BEGIN

use crate::{
    definitions::{CallableRef, ClassRef},
    error::Result,
    serializer::{Value, Variable},
    unique_names::UniqueVariableName,
};

/// Public names of `django.db.migrations`.
pub const FRAMEWORK_EXPORTS: &[&str] = &[
    "AddConstraint",
    "AddField",
    "AddIndex",
    "AlterConstraint",
    "AlterField",
    "AlterIndexTogether",
    "AlterModelManagers",
    "AlterModelOptions",
    "AlterModelTable",
    "AlterModelTableComment",
    "AlterOrderWithRespectTo",
    "AlterUniqueTogether",
    "CreateModel",
    "DeleteModel",
    "Migration",
    "RemoveConstraint",
    "RemoveField",
    "RemoveIndex",
    "RenameField",
    "RenameIndex",
    "RenameModel",
    "RunPython",
    "RunSQL",
    "SeparateDatabaseAndState",
    "swappable_dependency",
];

/// Constructor signature of a known operation class.
#[derive(Debug, Clone, Copy)]
pub struct OperationSignature {
    pub name: &'static str,
    pub parameters: &'static [&'static str],
    /// Arguments written one item per line.
    pub expand: &'static [&'static str],
}

const fn signature(
    name: &'static str,
    parameters: &'static [&'static str],
    expand: &'static [&'static str],
) -> OperationSignature {
    OperationSignature {
        name,
        parameters,
        expand,
    }
}

const SIGNATURES: &[OperationSignature] = &[
    signature(
        "CreateModel",
        &["name", "fields", "options", "bases", "managers"],
        &["fields", "options", "managers"],
    ),
    signature("DeleteModel", &["name"], &[]),
    signature("RenameModel", &["old_name", "new_name"], &[]),
    signature("AlterModelTable", &["name", "table"], &[]),
    signature("AlterModelTableComment", &["name", "table_comment"], &[]),
    signature("AlterUniqueTogether", &["name", "unique_together"], &[]),
    signature("AlterIndexTogether", &["name", "index_together"], &[]),
    signature(
        "AlterOrderWithRespectTo",
        &["name", "order_with_respect_to"],
        &[],
    ),
    signature("AlterModelOptions", &["name", "options"], &[]),
    signature("AlterModelManagers", &["name", "managers"], &["managers"]),
    signature("AddIndex", &["model_name", "index"], &[]),
    signature("RemoveIndex", &["model_name", "name"], &[]),
    signature(
        "RenameIndex",
        &["model_name", "new_name", "old_name", "old_fields"],
        &[],
    ),
    signature("AddConstraint", &["model_name", "constraint"], &[]),
    signature("RemoveConstraint", &["model_name", "name"], &[]),
    signature("AlterConstraint", &["model_name", "name", "constraint"], &[]),
    signature(
        "AddField",
        &["model_name", "name", "field", "preserve_default"],
        &[],
    ),
    signature("RemoveField", &["model_name", "name"], &[]),
    signature(
        "AlterField",
        &["model_name", "name", "field", "preserve_default"],
        &[],
    ),
    signature("RenameField", &["model_name", "old_name", "new_name"], &[]),
    signature(
        "RunPython",
        &["code", "reverse_code", "atomic", "hints", "elidable"],
        &[],
    ),
    signature(
        "RunSQL",
        &["sql", "reverse_sql", "state_operations", "hints", "elidable"],
        &[],
    ),
    signature(
        "SeparateDatabaseAndState",
        &["database_operations", "state_operations"],
        &["database_operations", "state_operations"],
    ),
];
use std::{
    cell::RefCell,
    path::{Path, PathBuf},
};

use indexmap::{IndexMap, IndexSet};
use log::{debug, warn};
use ruff_python_stdlib::sys;

use crate::config::Config;

/// Check if a module is part of the Python standard library using ruff_python_stdlib
fn is_stdlib_module(module_name: &str, python_version: u8) -> bool {
    if sys::is_known_standard_library(python_version, module_name) {
        return true;
    }

    // Submodules of a stdlib package
    module_name
        .split('.')
        .next()
        .is_some_and(|top_level| sys::is_known_standard_library(python_version, top_level))
}

/// Where a module lives, which decides whether its code may be rewritten.
#[derive(Debug, Clone, PartialEq, Eq)]
pub enum ModuleLocation {
    /// Inside the project's own source tree.
    Project(PathBuf),
    /// Installed into a virtual environment.
    SitePackages(PathBuf),
    StandardLibrary,
    Unresolved,
}

impl ModuleLocation {
    /// Code outside the project is referenced, never copied or rewritten.
    pub fn is_read_only(&self) -> bool {
        !matches!(self, Self::Project(_))
    }

    pub fn path(&self) -> Option<&Path> {
        match self {
            Self::Project(path) | Self::SitePackages(path) => Some(path),
            Self::StandardLibrary | Self::Unresolved => None,
        }
    }
}

/// Module descriptor for module resolution
#[derive(Debug)]
struct ModuleDescriptor {
    /// Module name parts (e.g., ["foo", "bar"] for "foo.bar")
    name_parts: Vec<String>,
}

impl ModuleDescriptor {
    fn from_module_name(name: &str) -> Self {
        let name_parts = name
            .split('.')
            .filter(|s| !s.is_empty())
            .map(String::from)
            .collect();

        Self { name_parts }
    }
}

/// Locates Python modules on disk without importing them.
#[derive(Debug)]
pub struct ModuleResolver {
    config: Config,
    /// Cache of module classifications
    location_cache: RefCell<IndexMap<String, ModuleLocation>>,
    /// Site-packages directories of the detected virtual environments
    site_packages_cache: RefCell<Option<Vec<PathBuf>>>,
}

impl ModuleResolver {
    /// Canonicalize a path, handling errors gracefully
    fn canonicalize_path(path: PathBuf) -> PathBuf {
        match path.canonicalize() {
            Ok(canonical) => canonical,
            Err(e) => {
                // Log warning but don't fail - return the original path
                warn!("Failed to canonicalize path {}: {}", path.display(), e);
                path
            }
        }
    }

    pub fn new(config: Config) -> Self {
        Self {
            config,
            location_cache: RefCell::new(IndexMap::new()),
            site_packages_cache: RefCell::new(None),
        }
    }

    /// Get a reference to the configuration
    pub fn config(&self) -> &Config {
        &self.config
    }

    /// Project directories searched for modules, deduplicated and
    /// canonicalized.
    pub fn get_search_directories(&self) -> Vec<PathBuf> {
        let mut unique_dirs = IndexSet::new();
        for dir in self.config.search_roots() {
            if let Ok(canonical) = dir.canonicalize() {
                unique_dirs.insert(canonical);
            } else {
                unique_dirs.insert(dir);
            }
        }
        unique_dirs.into_iter().collect()
    }

    /// Classifies a dotted module path, caching the answer.
    pub fn locate(&self, module_name: &str) -> ModuleLocation {
        if let Some(cached) = self.location_cache.borrow().get(module_name) {
            return cached.clone();
        }
        let location = self.compute_location(module_name);
        debug!("Module {module_name} located at {location:?}");
        self.location_cache
            .borrow_mut()
            .insert(module_name.to_owned(), location.clone());
        location
    }

    fn compute_location(&self, module_name: &str) -> ModuleLocation {
        let descriptor = ModuleDescriptor::from_module_name(module_name);
        let site_packages = self.site_packages_directories();

        for search_dir in self.get_search_directories() {
            if let Some(path) = Self::resolve_in_directory(&search_dir, &descriptor) {
                // A virtualenv living inside the project is still not project code
                if site_packages.iter().any(|dir| path.starts_with(dir)) {
                    return ModuleLocation::SitePackages(path);
                }
                return ModuleLocation::Project(path);
            }
        }

        if is_stdlib_module(module_name, self.config.python_version) {
            return ModuleLocation::StandardLibrary;
        }

        for dir in &site_packages {
            if let Some(path) = Self::resolve_in_directory(dir, &descriptor) {
                return ModuleLocation::SitePackages(path);
            }
        }

        ModuleLocation::Unresolved
    }

    /// Resolve a module to its file path
    pub fn resolve_module_path(&self, module_name: &str) -> Option<PathBuf> {
        self.locate(module_name).path().map(Path::to_path_buf)
    }

    /// Whether code in `module_name` must be referenced rather than copied.
    pub fn is_read_only(&self, module_name: &str) -> bool {
        self.locate(module_name).is_read_only()
    }

    /// Whether a path belongs to the project rather than an environment.
    pub fn is_project_path(&self, path: &Path) -> bool {
        let path = Self::canonicalize_path(path.to_path_buf());
        let root = Self::canonicalize_path(self.config.project_root.clone());
        path.starts_with(&root)
            && !self
                .site_packages_directories()
                .iter()
                .any(|dir| path.starts_with(dir))
    }

    /// Splits `package.module.Class.attr` into the longest importable module
    /// prefix and the qualified name inside it.
    ///
    /// When no prefix can be located the first capitalized segment is taken
    /// as the start of the qualified name, falling back to the last segment.
    pub fn split_module_path(&self, full_name: &str) -> (String, String) {
        let parts: Vec<&str> = full_name.split('.').collect();
        for split in (1..parts.len()).rev() {
            let module = parts[..split].join(".");
            if !matches!(self.locate(&module), ModuleLocation::Unresolved) {
                return (module, parts[split..].join("."));
            }
        }

        let split = parts
            .iter()
            .position(|part| part.starts_with(|c: char| c.is_ascii_uppercase()))
            .filter(|&index| index > 0)
            .unwrap_or(parts.len().saturating_sub(1));
        (parts[..split].join("."), parts[split..].join("."))
    }

    /// Resolve a module within a specific directory
    ///
    /// For the last part, check in order: package (`foo/__init__.py`), module
    /// file (`foo.py`), namespace package (`foo/`).
    fn resolve_in_directory(root: &Path, descriptor: &ModuleDescriptor) -> Option<PathBuf> {
        let (last, parents) = descriptor.name_parts.split_last()?;

        let mut current_path = root.to_path_buf();
        for part in parents {
            // Intermediate parts must be packages, regular or namespace
            let package_dir = current_path.join(part);
            if !package_dir.is_dir() {
                return None;
            }
            current_path = package_dir;
        }

        let package_init = current_path.join(last).join("__init__.py");
        if package_init.is_file() {
            return Some(Self::canonicalize_path(package_init));
        }

        let module_file = current_path.join(format!("{last}.py"));
        if module_file.is_file() {
            return Some(Self::canonicalize_path(module_file));
        }

        let namespace_dir = current_path.join(last);
        if namespace_dir.is_dir() {
            return Some(Self::canonicalize_path(namespace_dir));
        }

        None
    }

    /// Site-packages directories of the configured or detected virtual
    /// environments.
    pub fn site_packages_directories(&self) -> Vec<PathBuf> {
        if let Ok(cache_ref) = self.site_packages_cache.try_borrow()
            && let Some(cached) = cache_ref.as_ref()
        {
            return cached.clone();
        }

        let virtualenv_paths = if let Some(configured) = &self.config.virtualenv {
            vec![configured.clone()]
        } else if let Ok(explicit) = std::env::var("VIRTUAL_ENV") {
            vec![PathBuf::from(explicit)]
        } else {
            self.detect_fallback_virtualenv_paths()
        };

        let directories: Vec<PathBuf> = virtualenv_paths
            .iter()
            .flat_map(|venv_path| Self::get_virtualenv_site_packages_directories(venv_path))
            .map(Self::canonicalize_path)
            .collect();

        if let Ok(mut cache_ref) = self.site_packages_cache.try_borrow_mut() {
            *cache_ref = Some(directories.clone());
        }
        directories
    }

    /// Detect common virtual environment directory names
    fn detect_fallback_virtualenv_paths(&self) -> Vec<PathBuf> {
        let common_venv_names = [".venv", "venv", "env", ".virtualenv", "virtualenv"];
        let mut venv_paths = Vec::new();

        for venv_name in &common_venv_names {
            let venv_path = self.config.project_root.join(venv_name);
            if venv_path.is_dir() {
                // Check if it looks like a virtual environment
                let has_bin = venv_path.join("bin").is_dir() || venv_path.join("Scripts").is_dir();
                let has_lib = venv_path.join("lib").is_dir();

                if has_bin || has_lib {
                    venv_paths.push(venv_path);
                }
            }
        }

        venv_paths
    }

    /// Get site-packages directories for a virtual environment
    fn get_virtualenv_site_packages_directories(venv_path: &Path) -> Vec<PathBuf> {
        let mut site_packages_dirs = Vec::new();

        // Unix-style virtual environment
        let lib_dir = venv_path.join("lib");
        if lib_dir.is_dir()
            && let Ok(entries) = std::fs::read_dir(&lib_dir)
        {
            for entry in entries.flatten() {
                let path = entry.path();
                if path.is_dir() {
                    let site_packages = path.join("site-packages");
                    if site_packages.is_dir() {
                        site_packages_dirs.push(site_packages);
                    }
                }
            }
        }

        // Windows-style virtual environment
        let lib_site_packages = venv_path.join("Lib").join("site-packages");
        if lib_site_packages.is_dir() {
            site_packages_dirs.push(lib_site_packages);
        }

        site_packages_dirs
    }
}

#[cfg(test)]
mod tests {
    use std::fs;

    use anyhow::Result;
    use serial_test::serial;
    use tempfile::TempDir;

    use super::*;

    /// Sets `VIRTUAL_ENV` for the life of the guard.
    #[must_use = "the variable is restored when the guard is dropped"]
    struct VirtualEnvGuard {
        original_value: Option<String>,
    }

    impl VirtualEnvGuard {
        fn new(new_value: &str) -> Self {
            let original_value = std::env::var("VIRTUAL_ENV").ok();
            // SAFETY: tests touching the environment run under `#[serial]`.
            unsafe {
                std::env::set_var("VIRTUAL_ENV", new_value);
            }
            Self { original_value }
        }
    }

    impl Drop for VirtualEnvGuard {
        fn drop(&mut self) {
            // SAFETY: see `new`
            unsafe {
                match self.original_value.take() {
                    Some(original) => std::env::set_var("VIRTUAL_ENV", original),
                    None => std::env::remove_var("VIRTUAL_ENV"),
                }
            }
        }
    }

    fn create_test_file(path: &Path, content: &str) -> Result<()> {
        if let Some(parent) = path.parent() {
            fs::create_dir_all(parent)?;
        }
        fs::write(path, content)?;
        Ok(())
    }

    fn resolver_for(root: &Path) -> ModuleResolver {
        ModuleResolver::new(Config {
            project_root: root.to_path_buf(),
            virtualenv: Some(root.join(".venv")),
            ..Config::default()
        })
    }

    #[test]
    fn test_package_preferred_over_module() -> Result<()> {
        let temp_dir = TempDir::new()?;
        let root = temp_dir.path();
        create_test_file(&root.join("foo/__init__.py"), "# Package")?;
        create_test_file(&root.join("foo.py"), "# Module")?;

        let resolver = resolver_for(root);
        let expected = root.join("foo/__init__.py").canonicalize()?;
        assert_eq!(resolver.resolve_module_path("foo"), Some(expected));
        Ok(())
    }

    #[test]
    fn test_project_and_site_packages_locations() -> Result<()> {
        let temp_dir = TempDir::new()?;
        let root = temp_dir.path();
        create_test_file(&root.join("app/migrations/0001_initial.py"), "")?;
        create_test_file(
            &root.join(".venv/lib/python3.12/site-packages/django/db/migrations/__init__.py"),
            "",
        )?;

        let resolver = resolver_for(root);
        assert!(matches!(
            resolver.locate("app.migrations.0001_initial"),
            ModuleLocation::Project(_)
        ));
        assert!(matches!(
            resolver.locate("django.db.migrations"),
            ModuleLocation::SitePackages(_)
        ));
        assert_eq!(resolver.locate("itertools"), ModuleLocation::StandardLibrary);
        assert_eq!(resolver.locate("nowhere.to.be.found"), ModuleLocation::Unresolved);
        assert!(resolver.is_read_only("django.db.migrations"));
        assert!(!resolver.is_read_only("app.migrations.0001_initial"));
        Ok(())
    }

    #[test]
    fn test_split_module_path() -> Result<()> {
        let temp_dir = TempDir::new()?;
        let root = temp_dir.path();
        create_test_file(&root.join("app/operations.py"), "")?;

        let resolver = resolver_for(root);
        assert_eq!(
            resolver.split_module_path("app.operations.IncrementNumbers"),
            ("app.operations".to_owned(), "IncrementNumbers".to_owned())
        );
        assert_eq!(
            resolver.split_module_path("thirdparty.utils.Helper.run"),
            ("thirdparty.utils".to_owned(), "Helper.run".to_owned())
        );
        assert_eq!(
            resolver.split_module_path("thirdparty.utils.run"),
            ("thirdparty.utils".to_owned(), "run".to_owned())
        );
        Ok(())
    }

    #[test]
    #[serial]
    fn test_virtual_env_variable_is_searched() -> Result<()> {
        let temp_dir = TempDir::new()?;
        let root = temp_dir.path();
        let venv = root.join("elsewhere");
        create_test_file(&venv.join("lib/python3.11/site-packages/vendored.py"), "")?;

        let _guard = VirtualEnvGuard::new(&venv.to_string_lossy());
        let resolver = ModuleResolver::new(Config {
            project_root: root.join("project"),
            ..Config::default()
        });
        assert!(matches!(
            resolver.locate("vendored"),
            ModuleLocation::SitePackages(_)
        ));
        Ok(())
    }
}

END

> _Exercise goal_: From the records above, transcribe without alteration every line from the one with "fn canonicalize_path(path: PathBuf)" to the one with "let site_packages = self.site_packages_directories();", inclusive.

> _Task output_:
    fn canonicalize_path(path: PathBuf) -> PathBuf {
        match path.canonicalize() {
            Ok(canonical) => canonical,
            Err(e) => {
                // Log warning but don't fail - return the original path
                warn!("Failed to canonicalize path {}: {}", path.display(), e);
                path
            }
        }
    }

    pub fn new(config: Config) -> Self {
        Self {
            config,
            location_cache: RefCell::new(IndexMap::new()),
            site_packages_cache: RefCell::new(None),
        }
    }

    /// Get a reference to the configuration
    pub fn config(&self) -> &Config {
        &self.config
    }

    /// Project directories searched for modules, deduplicated and
    /// canonicalized.
    pub fn get_search_directories(&self) -> Vec<PathBuf> {
        let mut unique_dirs = IndexSet::new();
        for dir in self.config.search_roots() {
            if let Ok(canonical) = dir.canonicalize() {
                unique_dirs.insert(canonical);
            } else {
                unique_dirs.insert(dir);
            }
        }
        unique_dirs.into_iter().collect()
    }

    /// Classifies a dotted module path, caching the answer.
    pub fn locate(&self, module_name: &str) -> ModuleLocation {
        if let Some(cached) = self.location_cache.borrow().get(module_name) {
            return cached.clone();
        }
        let location = self.compute_location(module_name);
        debug!("Module {module_name} located at {location:?}");
        self.location_cache
            .borrow_mut()
            .insert(module_name.to_owned(), location.clone());
        location
    }

    fn compute_location(&self, module_name: &str) -> ModuleLocation {
        let descriptor = ModuleDescriptor::from_module_name(module_name);
        let site_packages = self.site_packages_directories();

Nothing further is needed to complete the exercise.